Fish Ear Bones

by Sue Ann Kendall

Last night, our Chapter Meeting speaker was our own Alan Rudd. He happens to know a lot about fish, thanks to his training and profession of managing fisheries and lakes. He used his knowledge to show us all how little things we think don’t matter can have huge significance for those of us studying the natural world.

I have to say he had some excellent props for his talk. The first one he broke out was a dead fish. Yep. Alan proceeded to start the dissection process on a nice-sized crappie (a delicious member of the sunfish family). All he did was break its neck and extract something very small with his tweezers.

Ready to work on the fish. The tweezers are important!

What was it? It was a stone-like thing that grows in the ears of all fish, called an otolith or ear-stone. Every fish has them. It helps them hear. What use could that tiny thing be to research? Alan had wondered that himself, when he first studied fish anatomy.

Eric can’t bear to watch (not really)

It turns out that otoliths are pretty cool. They are not bones, but more like stones. You see, bones grow in a process of taking away parts and growing new ones, thanks to components of bone called osteoblasts and osteoclasts. That’s how we get the porosity of our bones.

The only way I could remember this was to take a picture.

The ear-stones in fish grow by depositing new layers, like an oyster grows. So, they end up being solid. The stones in different types of fish look different, too, so you can tell where one came from even if the fish isn’t there. It turns out you can learn a lot from them, after all.

Not shown: the people who were grossed out by this whole process.

Alan shared with us a collection of ear stones from fish he’d harvested lately. They were very light, but quite hard. Then he shared how he came to find out how they help research.

Alan is asking who gives a rat’s patoot about all those teeny tiny bones in baby fish?

He spent a summer doing research on salmon in the Pacific Ocean, abord a gigantic Japanese fishing boat, which had a whole fleet of other boats along with it. In addition to Alan, there was another American who was researching Dall’s dolphins, who sometimes got caught in the giant nets (over a thousand miles were put out every night–that adds up to a lot of salmon). Thanks to the other researcher freezing dolphins that had drowned and sending them off to research facilities, it was discovered exactly what the dolphins ate in the wild. How? By identifying ear-stones in their stomachs! Previously, it had been thought that the dolphins only ate squid, because all they found in formaldehyde-stored specimens were their beaks and that big bone they have. Freezing gave more info and saved the ear-stones. Progress. Yes.
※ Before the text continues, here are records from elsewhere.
use core::convert::Infallible;

use embedded_hal::{
    delay::DelayNs,
    digital::{self, InputPin, OutputPin},
    spi::SpiDevice,
};
use log::debug;

use crate::error::{DriverError, ErrorKind};
use crate::traits::{Command, HostRuntime};

/// Placeholder for a reset or busy line that isn't wired
///
/// ```ignore
/// let epd = Ssd1680::new(spi, dc, None::<NoPin>, None::<NoPin>, delay, host)?;
/// ```
#[derive(Debug, Default, Clone, Copy)]
pub struct NoPin;

impl digital::ErrorType for NoPin {
    type Error = Infallible;
}

impl InputPin for NoPin {
    fn is_high(&mut self) -> Result<bool, Self::Error> {
        Ok(false)
    }

    fn is_low(&mut self) -> Result<bool, Self::Error> {
        Ok(true)
    }
}

impl OutputPin for NoPin {
    fn set_low(&mut self) -> Result<(), Self::Error> {
        Ok(())
    }

    fn set_high(&mut self) -> Result<(), Self::Error> {
        Ok(())
    }
}

/// How a wait for the busy line ended
///
/// None of these is a failure: the SSD1680 doesn't reliably release the busy line
/// after every operation, so a timeout usually means the operation finished anyway.
#[derive(Debug, Clone, Copy, PartialEq, Eq)]
pub enum IdleWait {
    /// There is no busy line, the device is assumed to be idle
    NoBusyLine,
    /// The busy line reported idle
    Idle {
        /// time spent waiting
        elapsed_ms: u32,
    },
    /// The busy line still reported busy when the timeout ran out
    TimedOut {
        /// time spent waiting
        elapsed_ms: u32,
    },
}

/// The Connection Interface of the SSD1680
///
/// Every byte is written in its own SPI transaction, so chip select is asserted
/// and released around each command and each data byte.
pub(crate) struct DisplayInterface<SPI, BUSY, DC, RST, DELAY, HOST> {
    /// SPI
    spi: SPI,
    /// High for busy, Wait until display is ready!
    busy: Option<BUSY>,
    /// Data/Command Control Pin (High for data, Low for command)
    dc: DC,
    /// Pin for Resetting
    rst: Option<RST>,
    delay: DELAY,
    host: HOST,
}

impl<SPI, BUSY, DC, RST, DELAY, HOST> DisplayInterface<SPI, BUSY, DC, RST, DELAY, HOST>
where
    SPI: SpiDevice,
    BUSY: InputPin,
    DC: OutputPin,
    RST: OutputPin,
    DELAY: DelayNs,
    HOST: HostRuntime,
{
    /// Creates a new `DisplayInterface` struct
    pub fn new(
        spi: SPI,
        busy: Option<BUSY>,
        dc: DC,
        rst: Option<RST>,
        delay: DELAY,
        host: HOST,
    ) -> Self {
        DisplayInterface {
            spi,
            busy,
            dc,
            rst,
            delay,
            host,
        }
    }

    /// Puts the control lines into their idle levels: command mode, reset released
    pub(crate) fn setup(&mut self) -> Result<(), DriverError<SPI, BUSY, DC, RST>> {
        self.dc.set_low().map_err(ErrorKind::DcError)?;
        if let Some(rst) = self.rst.as_mut() {
            rst.set_high().map_err(ErrorKind::RstError)?;
        }
        Ok(())
    }

    /// Basic function for sending [Commands](Command).
    ///
    /// Enables direct interaction with the device with the help of [data()](DisplayInterface::data())
    pub(crate) fn cmd<T: Command>(
        &mut self,
        command: T,
    ) -> Result<(), DriverError<SPI, BUSY, DC, RST>> {
        // low for commands
        self.dc.set_low().map_err(ErrorKind::DcError)?;

        // Transfer the command over spi
        self.write(command.address())
    }

    /// Basic function for sending an array of u8-values of data over spi
    ///
    /// Each byte is a separate transfer with the DC line set before it.
    pub(crate) fn data(&mut self, data: &[u8]) -> Result<(), DriverError<SPI, BUSY, DC, RST>> {
        self.data_iter(data.iter().copied())
    }

    /// Same as [data()](DisplayInterface::data()) for bytes that are computed on the fly
    pub(crate) fn data_iter<I>(&mut self, data: I) -> Result<(), DriverError<SPI, BUSY, DC, RST>>
    where
        I: IntoIterator<Item = u8>,
    {
        for val in data {
            // high for data
            self.dc.set_high().map_err(ErrorKind::DcError)?;
            self.write(val)?;
        }
        Ok(())
    }

    /// Basic function for sending [Commands](Command) and the data belonging to it.
    pub(crate) fn cmd_with_data<T: Command>(
        &mut self,
        command: T,
        data: &[u8],
    ) -> Result<(), DriverError<SPI, BUSY, DC, RST>> {
        self.cmd(command)?;
        self.data(data)
    }

    // spi write helper/abstraction function
    fn write(&mut self, byte: u8) -> Result<(), DriverError<SPI, BUSY, DC, RST>> {
        self.spi.write(&[byte]).map_err(ErrorKind::SpiError)
    }

    pub(crate) fn now_ms(&mut self) -> u32 {
        self.host.now_ms()
    }

    pub(crate) fn delay_ms(&mut self, ms: u32) {
        self.delay.delay_ms(ms);
    }

    /// Waits until device isn't busy anymore or `timeout_ms` has passed
    ///
    /// The busy line (HIGH while the controller works) is polled every `poll_ms`.
    /// After every poll the host runtime gets a chance to run. Running into the
    /// timeout is not an error, it is logged and reported as [`IdleWait::TimedOut`].
    ///
    /// Elapsed time is summed from the wrapping differences between clock readings,
    /// so the wait ends even for `timeout_ms == u32::MAX` or a clock that overflows.
    pub(crate) fn wait_until_idle(
        &mut self,
        timeout_ms: u32,
        poll_ms: u32,
    ) -> Result<IdleWait, DriverError<SPI, BUSY, DC, RST>> {
        if self.busy.is_none() {
            return Ok(IdleWait::NoBusyLine);
        }

        let mut last = self.host.now_ms();
        let mut elapsed: u64 = 0;
        loop {
            let now = self.host.now_ms();
            elapsed += u64::from(now.wrapping_sub(last));
            last = now;
            let elapsed_ms = u32::try_from(elapsed).unwrap_or(u32::MAX);

            if !self.is_busy()? {
                return Ok(IdleWait::Idle { elapsed_ms });
            }
            if elapsed > u64::from(timeout_ms) {
                debug!("Wait idle timeout after {} ms (this may be normal)", elapsed_ms);
                return Ok(IdleWait::TimedOut { elapsed_ms });
            }

            self.delay.delay_ms(poll_ms);
            self.host.yield_now();
        }
    }

    /// Checks if device is still busy
    ///
    /// A missing busy line always reads as idle.
    pub(crate) fn is_busy(&mut self) -> Result<bool, DriverError<SPI, BUSY, DC, RST>> {
        match self.busy.as_mut() {
            Some(busy) => busy.is_high().map_err(ErrorKind::BusyError),
            None => Ok(false),
        }
    }

    /// Resets the device.
    ///
    /// The reset line is driven high, low and high again, each level is held for
    /// `phase_ms`. Returns `false` without doing anything if no reset line is wired.
    pub(crate) fn reset(&mut self, phase_ms: u32) -> Result<bool, DriverError<SPI, BUSY, DC, RST>> {
        let Some(rst) = self.rst.as_mut() else {
            return Ok(false);
        };

        rst.set_high().map_err(ErrorKind::RstError)?;
        self.delay.delay_ms(phase_ms);

        rst.set_low().map_err(ErrorKind::RstError)?;
        self.delay.delay_ms(phase_ms);

        rst.set_high().map_err(ErrorKind::RstError)?;
        self.delay.delay_ms(phase_ms);
        Ok(true)
    }

    pub(crate) fn has_busy(&self) -> bool {
        self.busy.is_some()
    }

    pub(crate) fn has_reset(&self) -> bool {
        self.rst.is_some()
    }

    pub(crate) fn release(self) -> (SPI, Option<BUSY>, DC, Option<RST>, DELAY, HOST) {
        (self.spi, self.busy, self.dc, self.rst, self.delay, self.host)
    }
}
/// Timing budgets of the driver
///
/// The defaults match the 2.9" panel and are what [`Ssd1680::new`](super::Ssd1680::new) uses.
/// All values are milliseconds.
#[derive(Copy, Clone, Debug, PartialEq, Eq)]
pub struct Config {
    /// Length of each phase of the hardware reset pulse (high, low, high)
    pub reset_phase_ms: u32,
    /// Pause after the software reset command, before the busy line is polled
    pub sw_reset_settle_ms: u32,
    /// Longest wait for the busy line after a reset or a register sequence
    pub idle_timeout_ms: u32,
    /// Poll interval while waiting after a reset or a register sequence
    pub idle_poll_ms: u32,
    /// Longest wait for the busy line after a full refresh was started.
    /// A full refresh usually takes 2-4s.
    pub refresh_timeout_ms: u32,
    /// Poll interval while a full refresh is running
    pub refresh_poll_ms: u32,
}

impl Default for Config {
    fn default() -> Self {
        Self {
            reset_phase_ms: 10,
            sw_reset_settle_ms: 10,
            idle_timeout_ms: 1_000,
            idle_poll_ms: 10,
            refresh_timeout_ms: 5_000,
            refresh_poll_ms: 100,
        }
    }
}
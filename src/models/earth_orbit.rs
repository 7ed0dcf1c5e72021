//! Point-mass heliocentric motion.
//!
//! State `(x, y, z, vx, vy, vz)` in meters and m/s, equations of motion
//! `r̈ = −μ r / |r|³` with `μ` defaulting to [`GM_SUN`].
use crate::constants::{GM_SUN, REFERENCE_EARTH_STATE};
use crate::gnomon_errors::GnomonError;
use crate::linalg::matrix::Matrix;
use crate::linalg::vector::Vector;
use crate::models::{check_state_dimension, OdeModel};

pub const STATE_DIMENSION: usize = 6;

#[derive(Debug, Clone)]
pub struct EarthOrbitModel {
    mu: f64,
    results: Matrix,
}

impl EarthOrbitModel {
    /// Build a model around a central body of gravitational parameter `mu` (m³/s²).
    pub fn new(mu: f64) -> Self {
        EarthOrbitModel {
            mu,
            results: Matrix::default(),
        }
    }

    /// Heliocentric Earth state at 2024-01-01 00:00 UTC.
    pub fn reference_state() -> Vector {
        Vector::from(REFERENCE_EARTH_STATE)
    }

    pub fn mu(&self) -> f64 {
        self.mu
    }

    /// Position part of a 6-D state.
    pub fn position(state: &Vector) -> Result<Vector, GnomonError> {
        check_state_dimension(state, STATE_DIMENSION, "orbital state")?;
        Ok(Vector::from_slice(&state.as_slice()[..3]))
    }

    /// Velocity part of a 6-D state.
    pub fn velocity(state: &Vector) -> Result<Vector, GnomonError> {
        check_state_dimension(state, STATE_DIMENSION, "orbital state")?;
        Ok(Vector::from_slice(&state.as_slice()[3..]))
    }

    /// Specific orbital energy `v²/2 − μ/r` in J/kg.
    ///
    /// Conserved by the exact flow, so its drift over a run measures the integration error.
    pub fn specific_energy(&self, state: &Vector) -> Result<f64, GnomonError> {
        let r = Self::position(state)?.length();
        if r == 0.0 {
            return Err(GnomonError::ArithmeticDegeneracy(
                "orbital state at the attracting center",
            ));
        }
        let v = Self::velocity(state)?.length();
        Ok(0.5 * v * v - self.mu / r)
    }

    /// One raw state per accepted step.
    pub fn results(&self) -> &Matrix {
        &self.results
    }
}

impl Default for EarthOrbitModel {
    fn default() -> Self {
        Self::new(GM_SUN)
    }
}

impl OdeModel for EarthOrbitModel {
    fn derivative(&self, state: &Vector, _t: f64) -> Result<Vector, GnomonError> {
        let position = Self::position(state)?;
        let r = position.length();
        if r == 0.0 {
            return Err(GnomonError::ArithmeticDegeneracy(
                "orbital state at the attracting center",
            ));
        }
        let acceleration = position * (-self.mu / (r * r * r));

        Ok(Self::velocity(state)?.concat(&acceleration))
    }

    fn accept(&mut self, state: &Vector, _t: f64) -> Result<(), GnomonError> {
        self.results.push_row(state)?;
        Ok(())
    }
}
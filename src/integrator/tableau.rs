//! Dormand-Prince 5(4) coefficients
//!
//! Seven-stage embedded pair from Dormand & Prince (1980), "A family of embedded Runge-Kutta
//! formulae", J. Comp. Appl. Math. 6(1). The fifth-order weights equal the last row of `A`
//! (first same as last).

use crate::gnomon_errors::GnomonError;
use crate::linalg::matrix::Matrix;
use crate::linalg::vector::Vector;

/// Number of stages
pub const STAGES: usize = 7;

/// Order of the propagated solution
pub const ORDER: u8 = 5;

/// Nodes c_i: stage i is evaluated at t + c_i h
pub const C: [f64; STAGES] = [0.0, 0.2, 0.3, 0.8, 8.0 / 9.0, 1.0, 1.0];

/// Runge-Kutta matrix a_ij (strictly lower triangular)
pub const A: [[f64; STAGES]; STAGES] = [
    [0.0, 0.0, 0.0, 0.0, 0.0, 0.0, 0.0],
    [1.0 / 5.0, 0.0, 0.0, 0.0, 0.0, 0.0, 0.0],
    [3.0 / 40.0, 9.0 / 40.0, 0.0, 0.0, 0.0, 0.0, 0.0],
    [44.0 / 45.0, -56.0 / 15.0, 32.0 / 9.0, 0.0, 0.0, 0.0, 0.0],
    [
        19372.0 / 6561.0,
        -25360.0 / 2187.0,
        64448.0 / 6561.0,
        -212.0 / 729.0,
        0.0,
        0.0,
        0.0,
    ],
    [
        9017.0 / 3168.0,
        -355.0 / 33.0,
        46732.0 / 5247.0,
        49.0 / 176.0,
        -5103.0 / 18656.0,
        0.0,
        0.0,
    ],
    [
        35.0 / 384.0,
        0.0,
        500.0 / 1113.0,
        125.0 / 192.0,
        -2187.0 / 6784.0,
        11.0 / 84.0,
        0.0,
    ],
];

/// Fifth-order weights
pub const B: [f64; STAGES] = [
    35.0 / 384.0,
    0.0,
    500.0 / 1113.0,
    125.0 / 192.0,
    -2187.0 / 6784.0,
    11.0 / 84.0,
    0.0,
];

/// Embedded fourth-order weights
pub const B_EMBEDDED: [f64; STAGES] = [
    5179.0 / 57600.0,
    0.0,
    7571.0 / 16695.0,
    393.0 / 640.0,
    -92097.0 / 339200.0,
    187.0 / 2100.0,
    1.0 / 40.0,
];

/// Coefficients held as algebra values by each integrator.
#[derive(Debug, Clone, PartialEq)]
pub struct ButcherTableau {
    pub c: Vector,
    pub a: Matrix,
    pub b: Vector,
    pub b_embedded: Vector,
}

impl ButcherTableau {
    pub fn dormand_prince() -> Result<Self, GnomonError> {
        Ok(ButcherTableau {
            c: Vector::from(C),
            a: Matrix::from_row_major(STAGES, STAGES, A.iter().flatten().copied().collect())?,
            b: Vector::from(B),
            b_embedded: Vector::from(B_EMBEDDED),
        })
    }

    pub fn stages(&self) -> usize {
        self.c.dimension()
    }
}

#[cfg(test)]
mod tableau_test {
    use super::*;

    const TOL: f64 = 1e-14;

    #[test]
    fn test_row_sum_condition() {
        for i in 0..STAGES {
            let row_sum: f64 = A[i].iter().sum();
            assert!(
                (row_sum - C[i]).abs() < TOL,
                "row {i} sums to {row_sum}, expected c[{i}] = {}",
                C[i]
            );
        }
    }

    #[test]
    fn test_weights_sum_to_one() {
        assert!((B.iter().sum::<f64>() - 1.0).abs() < TOL);
        assert!((B_EMBEDDED.iter().sum::<f64>() - 1.0).abs() < TOL);
    }

    #[test]
    fn test_first_same_as_last() {
        assert_eq!(A[STAGES - 1], B);
    }

    #[test]
    fn test_algebra_view() {
        let tableau = ButcherTableau::dormand_prince().unwrap();
        assert_eq!(tableau.stages(), STAGES);
        assert_eq!(tableau.a.row(STAGES - 1).unwrap(), tableau.b);
        // strictly lower triangular: every stage is explicit
        for i in 0..STAGES {
            for j in i..STAGES {
                assert_eq!(tableau.a[(i, j)], 0.0);
            }
        }
    }

    #[test]
    fn test_order_conditions() {
        // Σ b_i c_i = 1/2 and Σ b_i c_i² = 1/3 hold for both weight sets
        for weights in [B, B_EMBEDDED] {
            let first: f64 = weights.iter().zip(C).map(|(b, c)| b * c).sum();
            let second: f64 = weights.iter().zip(C).map(|(b, c)| b * c * c).sum();
            assert!((first - 0.5).abs() < TOL);
            assert!((second - 1.0 / 3.0).abs() < TOL);
        }
    }
}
Alan also shared how research had found that fish deposit a white layer every May (no one knows why) in their ear-stones. This lets you figure out many things about a particular fish. You can count the rings to see how old it was, but you can also inspect how closely together the rings are to determine how fast or slowly the fish grew. For commercial fisheries, you want fast-growing and healthy fish, and you can check on that by ear-stones. Who knew?

Bonus fact: Alan once found a 12-year-old fish in a very acidic lake. Its slow growth had let it live longer. Huh.

Bonus fact 2: Crappie breed every year at the full moon in March. They swim around looking at the moon until the right time (I made that part up).

I assure you this knowledge was much more fun to acquire via Alan’s talk. He is a good speaker, and his theme that knowledge builds slowly on the work of past researchers made a good point. Even the little things we discover doing citizen science can help someone make a big discovery someday.